6) Our choices: the choices we make, generally based on the influence of #s 1-5, tend to define who we are; not just one of those aspects, but all of them together - family and family drama, education, world, beliefs and friends. On one hand, the choices themselves, we think, reflect who we are: "If I choose to attend church, then I love God and find redemption." Thus, the person qualifies his or her self as "good." On the other hand,our choices shape the perception of who we are by others: "Can you believe that guy watches "R" rated movies, but still claims to be a Christian?" Thus others qualify this person as a "hypocrite" and not that good.

These are but a few of the influences on our self-understanding and I have over simplified at that. Let me now give you what I think.

1) The Christian Life is a Constant Process of Transformation.

But we all, with unveiled face, beholding as in a mirror the glory of the Lord, are being transformed into the same image from glory to glory, just as from the Lord, the Spirit.

[2 Corinthians 3:18]

And do not be conformed to this world, but be transformed by the renewing of your mind, so that you may prove what the will of God is, that which is good and acceptable and perfect.

[Romans 12:2]

Although at a certain point in our lives we can produce offspring, this does not mean that we are mature, or better, have reached the final stage of what God wants us to be. We are in process throughout our lives. In other words, we are always becoming - whether a 46 year old postal worker or a 42 year old mother of 4. Paul understood this completely. Although as young man he would describe himself as a "Hebrew of Hebrews" and "as to the law, a Pharisee" he would later understand himself in a different light...

2) I will be who I will be, because Christ is who Christ is!

I have been crucified with Christ; and it is no longer I who live, but Christ lives in me; and the life which I now live in the flesh I live by faith in the Son of God, who loved me and gave Himself up for me.

[Galatians 2:20]

Paul understood what we do not. Whatever life we have as a follower of Christ is bound up in the life and integrity that is Christ Jesus. Paul counted his education and religious context as refuse.

3) I can only understand "what God wants me to be" now...

Brethren, I do not regard myself as having laid hold of it yet; but one thing I do: forgetting what lies behind and reaching forward to what lies ahead, I press on toward the goal for the prize of the upward call of God in Christ Jesus.

Let us therefore, as many as are perfect, have this attitude; and if in anything you have a different attitude, God will reveal that also to you; however, let us keep living by that same standard to which we have attained.

[Philippians 3:13-16]

I am not to be conformed to this world; I am not to resign myself to some fatalistic view of my situation - I am to press forward toward the goal for the prize of the upward call of God in Jesus Christ. I am to doggedly cling to Christ, for it is His call, His life that is mine. If Christ is not defining me, my relationships and my hope, then I must change - or be torn asunder by the despair which results from my failure to live the life to which He has called me.

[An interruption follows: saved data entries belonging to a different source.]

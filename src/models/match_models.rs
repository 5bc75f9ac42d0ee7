use chrono::{DateTime, Utc};
use serde::{Deserialize, Serialize};
use std::collections::HashMap;

use crate::models::league::ScoringConfig;

pub const OUTCOME_DRAW: &str = "DRAW";

#[derive(Debug, Clone, Copy, PartialEq, Eq, Hash, Serialize, Deserialize)]
#[serde(rename_all = "lowercase")]
pub enum Parity {
    Even,
    Odd,
}

impl Parity {
    pub fn of(n: u8) -> Parity {
        if n % 2 == 0 {
            Parity::Even
        } else {
            Parity::Odd
        }
    }

    pub fn as_str(&self) -> &'static str {
        match self {
            Parity::Even => "even",
            Parity::Odd => "odd",
        }
    }

    pub fn parse(s: &str) -> Option<Parity> {
        match s {
            "even" => Some(Parity::Even),
            "odd" => Some(Parity::Odd),
            _ => None,
        }
    }
}

impl std::fmt::Display for Parity {
    fn fmt(&self, f: &mut std::fmt::Formatter<'_>) -> std::fmt::Result {
        f.write_str(self.as_str())
    }
}

#[derive(Debug, Clone, Copy, PartialEq, Eq, Serialize, Deserialize)]
#[serde(rename_all = "SCREAMING_SNAKE_CASE")]
pub enum MatchState {
    Scheduled,
    Invited,
    Joined,
    Choosing,
    Decided,
    Reported,
    Finished,
    Failed,
}

#[derive(Debug, Clone, Copy, PartialEq, Eq, Serialize, Deserialize)]
#[serde(rename_all = "SCREAMING_SNAKE_CASE")]
pub enum PlayerStatus {
    Win,
    Loss,
    Draw,
    TechnicalLoss,
}

/// Final result of one match, as reported to the league manager.
#[derive(Debug, Clone, Serialize, Deserialize)]
pub struct MatchOutcome {
    /// Winning player id, or `"DRAW"`.
    pub winner_player_id: String,
    pub statuses: HashMap<String, PlayerStatus>,
    pub drawn_number: Option<u8>,
    pub number_parity: Option<Parity>,
    pub points_awarded: HashMap<String, u32>,
}

impl MatchOutcome {
    /// Fill `points_awarded` from the per-player statuses.
    pub fn award_points(&mut self, scoring: &ScoringConfig) {
        self.points_awarded = self
            .statuses
            .iter()
            .map(|(player, status)| {
                let points = match status {
                    PlayerStatus::Win => scoring.win,
                    PlayerStatus::Draw => scoring.draw,
                    PlayerStatus::Loss => scoring.loss,
                    PlayerStatus::TechnicalLoss => scoring.technical_loss,
                };
                (player.clone(), points)
            })
            .collect();
    }
}

/// One entry in a match transcript, recording a message exchanged during
/// conduction. Auth tokens are never written here.
#[derive(Debug, Clone, Serialize, Deserialize)]
pub struct TranscriptEntry {
    pub timestamp: DateTime<Utc>,
    pub direction: String,
    pub message_type: String,
    pub peer: String,
    pub detail: Option<String>,
}

/// Full record of one match execution, owned by the conducting referee and
/// persisted to `data/matches/<match_id>.json`.
#[derive(Debug, Clone, Serialize, Deserialize)]
pub struct MatchRecord {
    pub match_id: String,
    pub round_id: u32,
    pub league_id: String,
    pub game_type: String,
    pub player_a_id: String,
    pub player_b_id: String,
    pub referee_id: String,
    pub conversation_id: String,
    pub state: MatchState,
    pub choices: HashMap<String, Parity>,
    pub outcome: Option<MatchOutcome>,
    pub started_at: DateTime<Utc>,
    pub finished_at: Option<DateTime<Utc>>,
    pub transcript: Vec<TranscriptEntry>,
}

impl MatchRecord {
    pub fn new(
        match_id: impl Into<String>,
        round_id: u32,
        league_id: impl Into<String>,
        game_type: impl Into<String>,
        player_a_id: impl Into<String>,
        player_b_id: impl Into<String>,
        referee_id: impl Into<String>,
        conversation_id: impl Into<String>,
    ) -> Self {
        Self {
            match_id: match_id.into(),
            round_id,
            league_id: league_id.into(),
            game_type: game_type.into(),
            player_a_id: player_a_id.into(),
            player_b_id: player_b_id.into(),
            referee_id: referee_id.into(),
            conversation_id: conversation_id.into(),
            state: MatchState::Scheduled,
            choices: HashMap::new(),
            outcome: None,
            started_at: Utc::now(),
            finished_at: None,
            transcript: Vec::new(),
        }
    }

    pub fn log(&mut self, direction: &str, message_type: &str, peer: &str, detail: Option<String>) {
        self.transcript.push(TranscriptEntry {
            timestamp: Utc::now(),
            direction: direction.to_string(),
            message_type: message_type.to_string(),
            peer: peer.to_string(),
            detail,
        });
    }
}

/// One match as remembered by the player who played it.
#[derive(Debug, Clone, Serialize, Deserialize)]
pub struct PlayerHistoryEntry {
    pub match_id: String,
    pub league_id: String,
    pub round_id: u32,
    pub opponent_id: String,
    pub status: PlayerStatus,
    pub points: u32,
    pub drawn_number: Option<u8>,
    pub finished_at: DateTime<Utc>,
}

/// Per-player match references and aggregate stats,
/// `data/players/<player_id>/history.json`.
#[derive(Debug, Clone, Serialize, Deserialize)]
pub struct PlayerHistory {
    pub player_id: String,
    pub wins: u32,
    pub draws: u32,
    pub losses: u32,
    pub technical_losses: u32,
    pub matches: Vec<PlayerHistoryEntry>,
}

impl PlayerHistory {
    pub fn empty(player_id: impl Into<String>) -> Self {
        Self {
            player_id: player_id.into(),
            wins: 0,
            draws: 0,
            losses: 0,
            technical_losses: 0,
            matches: Vec::new(),
        }
    }

    pub fn append(&mut self, entry: PlayerHistoryEntry) {
        match entry.status {
            PlayerStatus::Win => self.wins += 1,
            PlayerStatus::Draw => self.draws += 1,
            PlayerStatus::Loss => self.losses += 1,
            PlayerStatus::TechnicalLoss => {
                self.losses += 1;
                self.technical_losses += 1;
            }
        }
        self.matches.push(entry);
    }
}

#[cfg(test)]
mod tests {
    use super::*;

    #[test]
    fn parity_of_number() {
        assert_eq!(Parity::of(4), Parity::Even);
        assert_eq!(Parity::of(7), Parity::Odd);
    }

    #[test]
    fn points_follow_scoring_config() {
        let mut outcome = MatchOutcome {
            winner_player_id: "P01".into(),
            statuses: HashMap::from([
                ("P01".to_string(), PlayerStatus::Win),
                ("P02".to_string(), PlayerStatus::TechnicalLoss),
            ]),
            drawn_number: Some(4),
            number_parity: Some(Parity::Even),
            points_awarded: HashMap::new(),
        };
        outcome.award_points(&ScoringConfig::default());
        assert_eq!(outcome.points_awarded["P01"], 3);
        assert_eq!(outcome.points_awarded["P02"], 0);
    }
}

4) I will experience who I am, only when face-to-face with Christ.

For now we see in a mirror dimly, but then face to face; now I know in part, but then I will know fully just as I also have been fully known.

[1 Corinthians 13:12]

When You said, “Seek My face,” my heart said to You, “Your face, O LORD, I shall seek.”

[Psalm 27:8]

There will no longer be any curse; and the throne of God and of the Lamb will be in it, and His bond-servants will serve Him; they will see His face, and His name will be on their foreheads.

[Revelation 22:3-4]

It is only when we are face-to-face with Christ that we will know who we are. In the present, we strive to make Him Lord of our life; to let Him transform us in the painful process of living. He asks us to love deeply, but we shy away from it because love can be painful. Yet it is precisely when we live in obedience to Him that we are changed into what God wants us to be.

Who am I? Who are you?

Only time will tell, as we obediently make Christ Lord over every bit or our lives.